La contraofensiva de Anya era una declaración de guerra total, apuntando al corazón mismo de su operación.
La obsesión de Mauro por el control se transformó en una determinación desesperada por proteger a los chicos.
Mientras tanto, en la Patagonia, Harry y Elena sintieron la disonancia en la flor negra con una intensidad aterradora.
La angustia de Theo y Mika era palpable, un grito silencioso que atravesaba la distancia.
Harry, con el corazón apretado por el miedo por los chicos, sintió cómo su entrenamiento militar se activaba, buscando un plan, una forma de intervenir.
—¡Tenemos que hacer algo! —exclamó Harry, levantándose.
Su lealtad a los chicos era la fuerza motriz.
Elena, que había presenciado la vulnerabilidad del vínculo de Theo y Mika de primera mano, se acercó a la pantalla que mostraba los signos vitales de los jóvenes.
—No podemos ir allí. El ataque es psíquico. Necesitamos una forma de golpear a Anya directamente, de cortar su fuente de poder.
De repente, una idea se formó en la mente de Harry.
Una vieja memoria, un protocolo olvidado de los días oscuros de Veritas.

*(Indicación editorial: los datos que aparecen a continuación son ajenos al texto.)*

//! Gatekeeper hook: no side-effects without a declared intent.
//!
//! Presence check only. Never consults the registry, so it is O(1) and
//! cannot fail on I/O.

use crate::core::session::{TaskSession, ToolInvocation};
use crate::hooks::{HookDecision, ToolHook};

/// Tools that produce side-effects and therefore require an active intent.
const SIDE_EFFECTING_TOOLS: &[&str] = &[
    "write_to_file",
    "apply_diff",
    "execute_command",
    "insert_content",
    "search_and_replace",
    "browser_action",
    "use_mcp_tool",
    "switch_mode",
    "new_task",
];

/// Fixed governance message returned when work starts without an intent.
pub const GOVERNANCE_MESSAGE: &str = "\
No active intent is selected for this task. Every side-effecting tool call \
must be attributable to a declared business intent. Call \
select_active_intent with one of the intent ids from the governance context \
before writing files or running commands.";

/// Blocks side-effecting tools until the task has an active intent.
pub struct GatekeeperHook;

impl GatekeeperHook {
    #[must_use]
    pub fn new() -> Self {
        Self
    }
}

impl Default for GatekeeperHook {
    fn default() -> Self {
        Self::new()
    }
}

impl ToolHook for GatekeeperHook {
    fn id(&self) -> &'static str {
        "gatekeeper"
    }

    fn pre_execute(&self, session: &TaskSession, invocation: &ToolInvocation) -> HookDecision {
        if SIDE_EFFECTING_TOOLS.contains(&invocation.tool.as_str())
            && session.active_intent_id.is_none()
        {
            return HookDecision::Block(GOVERNANCE_MESSAGE.to_string());
        }
        HookDecision::Pass
    }
}

#[cfg(test)]
mod tests {
    use super::*;
    use crate::core::session::ModelDescriptor;

    fn session() -> TaskSession {
        TaskSession::new("task-1", ModelDescriptor::ai_agent("claude-sonnet-4"))
    }

    #[test]
    fn blocks_side_effecting_tool_without_intent() {
        let hook = GatekeeperHook::new();
        for tool in SIDE_EFFECTING_TOOLS {
            let decision = hook.pre_execute(&session(), &ToolInvocation::new(*tool));
            assert_eq!(
                decision,
                HookDecision::Block(GOVERNANCE_MESSAGE.to_string()),
                "{tool}"
            );
        }
    }

    #[test]
    fn passes_side_effecting_tool_with_intent() {
        let hook = GatekeeperHook::new();
        let mut session = session();
        session.select_intent("INT-001");
        assert_eq!(
            hook.pre_execute(&session, &ToolInvocation::new("write_to_file")),
            HookDecision::Pass
        );
    }

    #[test]
    fn passes_read_only_tools_without_intent() {
        let hook = GatekeeperHook::new();
        for tool in ["read_file", "codebase_search", "select_active_intent"] {
            assert_eq!(
                hook.pre_execute(&session(), &ToolInvocation::new(tool)),
                HookDecision::Pass,
                "{tool}"
            );
        }
    }
}
//! Governance context returned to the LLM on intent selection.
//!
//! `select_active_intent` answers with an XML block describing the chosen
//! intent and its prior trace history, so the agent starts from the recorded
//! state of the work instead of rediscovering it.

use crate::core::intent::Intent;
use crate::core::trace::TraceEntry;

/// Constitution text injected by the (external) system-prompt composer before
/// the first turn. Not interpreted by the kernel.
pub const GOVERNANCE_CONSTITUTION: &str = "\
Before using any other tool you must declare which business intent your work \
serves by calling select_active_intent with one of the intent ids listed \
below. Every destructive tool call is attributed to the active intent, \
checked against its owned scope, and recorded in the provenance ledger. \
Calls made without an active intent will be rejected.";

fn xml_escape(raw: &str) -> String {
    let mut out = String::with_capacity(raw.len());
    for ch in raw.chars() {
        match ch {
            '&' => out.push_str("&amp;"),
            '<' => out.push_str("&lt;"),
            '>' => out.push_str("&gt;"),
            '"' => out.push_str("&quot;"),
            _ => out.push(ch),
        }
    }
    out
}

/// Renders the context block for a selected intent, including up to `limit`
/// related prior trace entries (newest first).
#[must_use]
pub fn intent_context_block(intent: &Intent, history: &[TraceEntry], limit: usize) -> String {
    let mut out = String::new();
    out.push_str(&format!(
        "<active_intent id=\"{}\" status=\"{}\">\n",
        xml_escape(intent.id.as_str()),
        intent.status
    ));
    out.push_str(&format!("  <name>{}</name>\n", xml_escape(&intent.name)));

    if !intent.constraints.is_empty() {
        out.push_str("  <constraints>\n");
        for constraint in &intent.constraints {
            out.push_str(&format!(
                "    <constraint>{}</constraint>\n",
                xml_escape(constraint)
            ));
        }
        out.push_str("  </constraints>\n");
    }

    if !intent.owned_scope.is_empty() {
        out.push_str("  <owned_scope>\n");
        for pattern in &intent.owned_scope {
            out.push_str(&format!("    <pattern>{}</pattern>\n", xml_escape(pattern)));
        }
        out.push_str("  </owned_scope>\n");
    }

    if !intent.acceptance_criteria.is_empty() {
        out.push_str("  <acceptance_criteria>\n");
        for criterion in &intent.acceptance_criteria {
            out.push_str(&format!(
                "    <criterion>{}</criterion>\n",
                xml_escape(criterion)
            ));
        }
        out.push_str("  </acceptance_criteria>\n");
    }

    let related: Vec<&TraceEntry> = history
        .iter()
        .rev()
        .filter(|e| e.references_intent(&intent.id))
        .take(limit)
        .collect();
    if !related.is_empty() {
        out.push_str("  <prior_work>\n");
        for entry in related {
            for file in &entry.files {
                for conversation in &file.conversations {
                    for range in &conversation.ranges {
                        out.push_str(&format!(
                            "    <entry path=\"{}\" lines=\"{}-{}\" hash=\"{}\" mutation=\"{}\"/>\n",
                            xml_escape(&file.relative_path),
                            range.start_line,
                            range.end_line,
                            xml_escape(&range.content_hash),
                            range.mutation_class
                        ));
                    }
                }
            }
        }
        out.push_str("  </prior_work>\n");
    }

    out.push_str("</active_intent>");
    out
}

#[cfg(test)]
mod tests {
    use super::*;
    use crate::core::hash;
    use crate::core::intent::IntentStatus;
    use crate::core::mutation::MutationClass;
    use crate::core::trace::{Contributor, Conversation, Related, RelatedKind, TraceRange};

    fn entry_for(intent_id: &str, path: &str) -> TraceEntry {
        TraceEntry::single_file(
            path,
            Conversation {
                url: None,
                contributor: Contributor {
                    entity_type: "ai_agent".to_string(),
                    model_identifier: "claude-sonnet-4".to_string(),
                },
                ranges: vec![TraceRange {
                    start_line: 1,
                    end_line: 3,
                    content_hash: hash::hash(path),
                    mutation_class: MutationClass::IntentEvolution,
                }],
                related: vec![Related {
                    kind: RelatedKind::Specification,
                    value: intent_id.to_string(),
                }],
            },
        )
    }

    #[test]
    fn renders_intent_fields() {
        let intent = Intent::new("INT-001", "Harden <login> flow")
            .with_status(IntentStatus::InProgress)
            .with_scope(vec!["src/auth/**".to_string()]);
        let block = intent_context_block(&intent, &[], 5);

        assert!(block.starts_with("<active_intent id=\"INT-001\" status=\"IN_PROGRESS\">"));
        assert!(block.contains("<name>Harden &lt;login&gt; flow</name>"));
        assert!(block.contains("<pattern>src/auth/**</pattern>"));
        assert!(block.ends_with("</active_intent>"));
    }

    #[test]
    fn omits_empty_sections() {
        let intent = Intent::new("INT-002", "Docs pass");
        let block = intent_context_block(&intent, &[], 5);
        assert!(!block.contains("<constraints>"));
        assert!(!block.contains("<owned_scope>"));
        assert!(!block.contains("<prior_work>"));
    }

    #[test]
    fn history_is_filtered_and_limited() {
        let intent = Intent::new("INT-001", "Auth");
        let history = vec![
            entry_for("INT-001", "src/auth/a.ts"),
            entry_for("INT-002", "src/pay/b.ts"),
            entry_for("INT-001", "src/auth/c.ts"),
            entry_for("INT-001", "src/auth/d.ts"),
        ];
        let block = intent_context_block(&intent, &history, 2);

        // Newest first, capped at two, other intents excluded.
        assert!(block.contains("src/auth/d.ts"));
        assert!(block.contains("src/auth/c.ts"));
        assert!(!block.contains("src/auth/a.ts"));
        assert!(!block.contains("src/pay/b.ts"));
    }
}
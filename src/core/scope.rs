//! Scope matching for owned-scope path patterns.
//!
//! A pattern matches a workspace-relative POSIX path if the strings are
//! equal, if the pattern's glob form fully matches (`**` spans separators,
//! `*` does not), or if the pattern names a directory that prefixes the path.

use regex::Regex;

/// Normalizes a path to POSIX separators and strips a leading `./`.
#[must_use]
pub fn normalize_posix(path: &str) -> String {
    let unified = path.replace('\\', "/");
    unified
        .strip_prefix("./")
        .map_or(unified.clone(), std::string::ToString::to_string)
}

/// Compiles a glob pattern into an anchored regex. `**` matches any substring
/// including `/`; `*` matches a run of non-separator characters; every other
/// regex metacharacter is escaped. Returns `None` when compilation fails.
fn glob_to_regex(pattern: &str) -> Option<Regex> {
    let mut source = String::with_capacity(pattern.len() * 2 + 4);
    source.push('^');

    let bytes = pattern.as_bytes();
    let mut i = 0;
    while i < bytes.len() {
        if bytes[i] == b'*' {
            if bytes.get(i + 1) == Some(&b'*') {
                source.push_str(".*");
                i += 2;
            } else {
                source.push_str("[^/]*");
                i += 1;
            }
        } else {
            let ch = pattern[i..].chars().next()?;
            let mut buf = [0u8; 4];
            source.push_str(&regex::escape(ch.encode_utf8(&mut buf)));
            i += ch.len_utf8();
        }
    }

    source.push('$');
    Regex::new(&source).ok()
}

/// Tests whether `path` falls inside `pattern`.
#[must_use]
pub fn scope_match(path: &str, pattern: &str) -> bool {
    if path == pattern {
        return true;
    }

    if let Some(re) = glob_to_regex(pattern) {
        if re.is_match(path) {
            return true;
        }
    }

    // Directory-prefix fallback: `src/auth` owns everything under `src/auth/`.
    let dir = if pattern.ends_with('/') {
        pattern.to_string()
    } else {
        format!("{pattern}/")
    };
    path.starts_with(&dir)
}

/// Tests whether `path` matches any pattern in `owned_scope`.
#[must_use]
pub fn matches_any(path: &str, owned_scope: &[String]) -> bool {
    owned_scope.iter().any(|p| scope_match(path, p))
}
// file: src/path/mod.rs
// description: repository-qualified address parsing, validation and resolution
// reference: internal module structure

pub mod reference;
pub mod resolver;
pub mod validator;

pub use reference::PathReference;
pub use resolver::PathResolver;
pub use validator::{ValidationResult, validate};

—La prisión de Anya —dijo Harry, su voz grave—. La contención de los Petrovich no es perfecta. Hay un punto débil. Una frecuencia específica que pueden usar para neutralizar su actividad cerebral sin dañarla. Necesito acceso a los códigos.
Elena lo miró.
Si Harry se equivocaba, podría matar a Anya, o peor aún, liberar una fuerza incontrolable. Pero el riesgo de no hacer nada era aún mayor.
En el Jardín de las Maravillas, el grito del vínculo de Theo y Mika comenzaba a surtir efecto.
La energía caótica que Anya les enviaba disminuía ligeramente, aunque el dolor era insoportable. Habían logrado levantar una última barrera, una pared de pura voluntad.
La imagen de Anya en la prisión de los Petrovich, que se mostraba en los monitores de Tokio, empezó a parpadear.
El brillo malévolo en sus ojos, que antes era de éxtasis, ahora mostraba un atisbo de frustración. Ella había subestimado la fuerza del vínculo de los catalizadores. Pero aún no había terminado. Anya concentró su energía, preparándose para un golpe final, una descarga que rompería incluso la más fuerte de las barreras.
La carrera contra el tiempo había llegado a su clímax.
Harry, con los códigos de acceso en mente, necesitaba la autorización de Mauro.
Lydia y Mauro, con la vida de los chicos en juego, se enfrentaban a una decisión que definiría no solo su futuro, sino el destino de la humanidad, en un mundo donde la falla en la confianza y el secreto impuesto los habían dejado vulnerables a un enemigo que jugaba con las mentes y los lazos más sagrados.